Applying ilog and rlog to the inequality, we obtain:

ilog M + rlog M + a  ~  ilog N + rlog N + b

Notice that the fractional parts of the inequality satisfies:

|rlog N − rlog M| < 1

thus, as long as the integral parts of the inequality differ, the comparison can be done without even worrying about the the fractional parts:

ilog M + a  ~  ilog N + b

Lastly, what about the situation where the integral parts are equal? We could use the fractional part of the logarithm somehow but that would introduce unnecessary complexities here.
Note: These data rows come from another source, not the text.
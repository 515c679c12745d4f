use sqlx::{Executor, PgPool, Postgres};
use crate::{
    common::error::AppError,
    models::auth::{SystemUser, UpdateUserRequest, UserRole},
};

const USER_COLUMNS: &str = "id, username, full_name, password_hash, role, mobile, is_active, created_at";

// O repositório de usuários, responsável por todas as interações com a tabela 'system_users'
#[derive(Clone)]
pub struct UserRepository {
    pool: PgPool,
}

impl UserRepository {
    pub fn new(pool: PgPool) -> Self {
        Self { pool }
    }

    // Busca um usuário pelo seu login
    pub async fn find_by_username(&self, username: &str) -> Result<Option<SystemUser>, AppError> {
        let user = sqlx::query_as::<_, SystemUser>(&format!(
            "SELECT {USER_COLUMNS} FROM system_users WHERE username = $1"
        ))
        .bind(username)
        .fetch_optional(&self.pool)
        .await?;

        Ok(user)
    }

    // Busca um usuário pelo seu ID
    pub async fn find_by_id(&self, id: i64) -> Result<Option<SystemUser>, AppError> {
        let user = sqlx::query_as::<_, SystemUser>(&format!(
            "SELECT {USER_COLUMNS} FROM system_users WHERE id = $1"
        ))
        .bind(id)
        .fetch_optional(&self.pool)
        .await?;

        Ok(user)
    }

    pub async fn list(&self) -> Result<Vec<SystemUser>, AppError> {
        let users = sqlx::query_as::<_, SystemUser>(&format!(
            "SELECT {USER_COLUMNS} FROM system_users ORDER BY full_name, id"
        ))
        .fetch_all(&self.pool)
        .await?;

        Ok(users)
    }

    /// Verificação de existência usada antes de qualquer escrita de pedido.
    pub async fn exists<'e, E>(&self, executor: E, id: i64) -> Result<bool, AppError>
    where
        E: Executor<'e, Database = Postgres>,
    {
        let found: bool = sqlx::query_scalar("SELECT EXISTS(SELECT 1 FROM system_users WHERE id = $1)")
            .bind(id)
            .fetch_one(executor)
            .await?;

        Ok(found)
    }

    pub async fn create_user(
        &self,
        username: &str,
        full_name: &str,
        password_hash: &str,
        mobile: &str,
        role: UserRole,
    ) -> Result<SystemUser, AppError> {
        sqlx::query_as::<_, SystemUser>(&format!(
            "INSERT INTO system_users (username, full_name, password_hash, mobile, role)
             VALUES ($1, $2, $3, $4, $5)
             RETURNING {USER_COLUMNS}"
        ))
        .bind(username)
        .bind(full_name)
        .bind(password_hash)
        .bind(mobile)
        .bind(role)
        .fetch_one(&self.pool)
        .await
        .map_err(|e| duplicate_username(e, username))
    }

    /// Atualiza só as colunas presentes em `changes`. `None` quando o usuário não existe.
    pub async fn update_user(
        &self,
        id: i64,
        changes: &UpdateUserRequest,
    ) -> Result<Option<SystemUser>, AppError> {
        let username = changes.username.as_deref().map(str::trim);

        sqlx::query_as::<_, SystemUser>(&format!(
            "UPDATE system_users
             SET username  = COALESCE($1, username),
                 full_name = COALESCE($2, full_name),
                 mobile    = COALESCE($3, mobile),
                 role      = COALESCE($4, role),
                 is_active = COALESCE($5, is_active)
             WHERE id = $6
             RETURNING {USER_COLUMNS}"
        ))
        .bind(username)
        .bind(changes.full_name.as_deref().map(str::trim))
        .bind(changes.mobile.as_deref().map(str::trim))
        .bind(changes.role)
        .bind(changes.is_active)
        .bind(id)
        .fetch_optional(&self.pool)
        .await
        .map_err(|e| duplicate_username(e, username.unwrap_or_default()))
    }
}

// A constraint UNIQUE de `username` vira Conflict
fn duplicate_username(e: sqlx::Error, username: &str) -> AppError {
    if let sqlx::Error::Database(db_err) = &e {
        if db_err.is_unique_violation() {
            return AppError::Conflict(format!("O usuário '{}' já existe.", username));
        }
    }
    e.into()
}
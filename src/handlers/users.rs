// src/handlers/users.rs

use axum::{
    extract::{Path, State},
    http::StatusCode,
    response::IntoResponse,
    Json,
};
use axum_extra::extract::WithRejection;
use validator::Validate;

use crate::{
    common::{context::RequestContext, error::AppError},
    config::AppState,
    middleware::rbac::RequireAdmin,
    models::auth::{CreateUserRequest, PublicUser, UpdateUserRequest},
};

// GET /api/users
#[utoipa::path(
    get,
    path = "/api/users",
    tag = "Users",
    responses(
        (status = 200, description = "Usuários do sistema", body = Vec<PublicUser>),
        (status = 403, description = "Apenas administradores")
    ),
    security(("api_jwt" = []))
)]
pub async fn list_users(
    State(app_state): State<AppState>,
    _admin: RequireAdmin,
) -> Result<impl IntoResponse, AppError> {
    let users = app_state.user_service.list_users().await?;
    Ok((StatusCode::OK, Json(users)))
}

// POST /api/users
#[utoipa::path(
    post,
    path = "/api/users",
    tag = "Users",
    request_body = CreateUserRequest,
    responses(
        (status = 201, description = "Usuário criado", body = PublicUser),
        (status = 400, description = "Dados inválidos"),
        (status = 409, description = "Nome de usuário já existe")
    ),
    security(("api_jwt" = []))
)]
pub async fn create_user(
    State(app_state): State<AppState>,
    RequireAdmin(admin): RequireAdmin,
    WithRejection(Json(payload), _): WithRejection<Json<CreateUserRequest>, AppError>,
) -> Result<impl IntoResponse, AppError> {
    payload.validate()?;

    let ctx = RequestContext::new(admin.id, app_state.clock.now());
    let user = app_state.user_service.create_user(&ctx, &payload).await?;

    Ok((StatusCode::CREATED, Json(user)))
}

// PUT /api/users/{id}
#[utoipa::path(
    put,
    path = "/api/users/{id}",
    tag = "Users",
    request_body = UpdateUserRequest,
    params(
        ("id" = i64, Path, description = "ID do usuário")
    ),
    responses(
        (status = 200, description = "Usuário atualizado", body = PublicUser),
        (status = 400, description = "Nenhum campo enviado ou dados inválidos"),
        (status = 404, description = "Usuário não encontrado"),
        (status = 409, description = "Nome de usuário já existe")
    ),
    security(("api_jwt" = []))
)]
pub async fn update_user(
    State(app_state): State<AppState>,
    RequireAdmin(admin): RequireAdmin,
    Path(user_id): Path<i64>,
    WithRejection(Json(payload), _): WithRejection<Json<UpdateUserRequest>, AppError>,
) -> Result<impl IntoResponse, AppError> {
    payload.validate()?;

    let ctx = RequestContext::new(admin.id, app_state.clock.now());
    let user = app_state.user_service.update_user(&ctx, user_id, &payload).await?;

    Ok((StatusCode::OK, Json(user)))
}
Instead, we can consult the previous equation:

M × 10 ^ a  ~  N × 10 ^ b

To perform this comparison without using rational arithmetic, we can divide both sides by 10 ^ min (a, b) to make the exponent nonnegative:

M × 10 ^ (a − min(a, b))  ~  N × 10 ^ (b − min(a, b))

Now, this comparison can be computed directly using only integer arithmetic.

Algorithmic complexity

The algorithm involves performing some integer arithmetic and comparisons, as well as handling several subcases. Let

X = max(|x|, |u|)
Y = max(y, v)
A = max(|a|, |b|)

The complexity of this algorithm has no “unexpected surprises”: in the worst case, one would need to calculate the floored logarithm, which is roughly O(max (log X, log Y)). Therefore, the overall complexity is roughly:

O(max(log X, log Y, log A))

Compare this to the naive technique that involves converting both numbers into fractions, which in the worst case could be as bad as O(A).